Respondent participated in both psychological and psychiatric evaluations, and was diagnosed with schizophrenia, anxiety, and depressive disorders. When respondent was rereferred for additional psychiatric and psychological evaluations in November 2017, she did not complete those evaluations. Respondent was referred for individual and family therapy more than once, but she was terminated from those services for nonattendance or failure to follow through with the initial intake appointments. Therapy was a necessary component of respondent's treatment plan because of her mental health issues, which was a primary reason the children were taken into care in the first place. Because of domestic violence and anger-management concerns that arose because of respondent's involvement in altercations with the fathers and caregivers of her children and with DHHS staff, respondent was also referred for domestic violence and anger-management counseling, but she refused to participate in those services. The caseworker could not determine if respondent had suitable housing at the time of the termination hearing because her whereabouts were unknown. Throughout the pendency of the lower court proceedings, respondent was offered more than 600 visits with her children, but she only visited them 26 times.

Therefore, clear and convincing evidence also supports the trial court's reliance on MCL 712A.19b(3)(g). In re Kaczkowski, 325 Mich.App. 69, 77; 924 N.W.2d 1 (2018). Likewise, respondent's failure to comply with the requirements of her treatment plan is evidence that her children were reasonably likely to be harmed if returned to her care. Id. Accordingly, the trial court did not clearly err by finding that clear and convincing evidence supported termination of respondent's parental rights under MCL 712A.19b(3)(a)(ii), (c)(i), (g), and (j). In re Foster, 285 Mich.App. 630, 633; 776 N.W.2d 415 (2009).

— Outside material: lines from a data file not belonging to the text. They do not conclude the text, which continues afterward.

//! Live numeric index: a sorted multimap from byte-comparable key to the
//! set of primary keys currently holding it.

use std::collections::{BTreeMap, BTreeSet};
use std::sync::RwLock;

use crate::numeric::NumericIndexWriter;
use crate::pk::{PrimaryKey, PrimaryKeyMap};

use super::MemtableIndexError;

#[derive(Default)]
struct Inner {
    points: BTreeMap<Vec<u8>, BTreeSet<PrimaryKey>>,
}

/// One column's live numeric index for one memtable. Keys are the same
/// fixed-width byte-comparable encoding [`crate::numeric::pack::NumericValue`]
/// produces, so live and on-disk lookups compare identically.
#[derive(Default)]
pub struct NumericLiveIndex {
    inner: RwLock<Inner>,
}

impl NumericLiveIndex {
    /// Creates an empty live index.
    pub fn new() -> Self {
        Self::default()
    }

    fn read(&self) -> Result<std::sync::RwLockReadGuard<'_, Inner>, MemtableIndexError> {
        self.inner.read().map_err(|_| MemtableIndexError::Poisoned)
    }

    fn write(&self) -> Result<std::sync::RwLockWriteGuard<'_, Inner>, MemtableIndexError> {
        self.inner.write().map_err(|_| MemtableIndexError::Poisoned)
    }

    /// Records that `pk` currently holds `key`.
    pub fn add(&self, key: Vec<u8>, pk: PrimaryKey) -> Result<(), MemtableIndexError> {
        let mut guard = self.write()?;
        guard.points.entry(key).or_default().insert(pk);
        Ok(())
    }

    /// Removes `pk` from `key`'s set (an overwrite or delete invalidated
    /// the old value).
    pub fn remove(&self, key: &[u8], pk: &PrimaryKey) -> Result<(), MemtableIndexError> {
        let mut guard = self.write()?;
        if let Some(set) = guard.points.get_mut(key) {
            set.remove(pk);
            if set.is_empty() {
                guard.points.remove(key);
            }
        }
        Ok(())
    }

    /// Primary keys currently holding exactly `key`, in ascending PK
    /// order.
    pub fn exact_match(&self, key: &[u8]) -> Result<Vec<PrimaryKey>, MemtableIndexError> {
        let guard = self.read()?;
        Ok(guard.points.get(key).map(|s| s.iter().cloned().collect()).unwrap_or_default())
    }

    /// Primary keys whose value falls within `[start, end)`, in ascending
    /// PK order.
    pub fn range_query(&self, start: &[u8], end: &[u8]) -> Result<Vec<PrimaryKey>, MemtableIndexError> {
        let guard = self.read()?;
        let mut out: BTreeSet<PrimaryKey> = BTreeSet::new();
        for (_, set) in guard.points.range(start.to_vec()..end.to_vec()) {
            out.extend(set.iter().cloned());
        }
        Ok(out.into_iter().collect())
    }

    /// Every primary key currently holding any value, deduplicated and in
    /// ascending order.
    pub fn all_primary_keys(&self) -> Result<Vec<PrimaryKey>, MemtableIndexError> {
        let guard = self.read()?;
        let mut out: BTreeSet<PrimaryKey> = BTreeSet::new();
        for set in guard.points.values() {
            out.extend(set.iter().cloned());
        }
        Ok(out.into_iter().collect())
    }

    /// Number of distinct keys currently live.
    pub fn len(&self) -> Result<usize, MemtableIndexError> {
        Ok(self.read()?.points.len())
    }

    /// Whether the live index holds no points.
    pub fn is_empty(&self) -> Result<bool, MemtableIndexError> {
        Ok(self.read()?.points.is_empty())
    }

    /// Feeds every `(key, row)` point into a fresh [`NumericIndexWriter`],
    /// resolving each live `PrimaryKey` to its flush-time `segment_row_id`
    /// via `pk_map`.
    pub fn seed_writer(
        &self,
        width: usize,
        max_points_in_leaf_node: usize,
        pk_map: &PrimaryKeyMap,
    ) -> Result<NumericIndexWriter, MemtableIndexError> {
        let guard = self.read()?;
        let mut writer = NumericIndexWriter::new(width, max_points_in_leaf_node);
        for (key, pks) in &guard.points {
            for pk in pks {
                let row = pk_map.row_id(pk).ok_or(MemtableIndexError::UnknownPrimaryKey)?;
                writer.add(key.clone(), row)?;
            }
        }
        Ok(writer)
    }
}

Although the trial court also relied on MCL 712A.19b(3)(c)(ii), the court did not identify what "other conditions" existed to cause the children to come within its jurisdiction. However, because clear and convincing evidence supports termination of respondent's parental rights under MCL 712A.19b(3)(a)(ii), (c)(i), (g), and (j), any error in relying on § 19b(3)(c)(ii) as an additional statutory ground for termination is harmless. In re Foster, 285 Mich.App. 630, 633; 776 N.W.2d 415 (2009).

II. REASONABLE EFFORTS TOWARD REUNIFICATION

Respondent next argues that petitioner failed to make reasonable efforts to reunify her with her children because it did not provide specialized services to address her low cognitive level and, therefore, termination of her parental rights was not warranted.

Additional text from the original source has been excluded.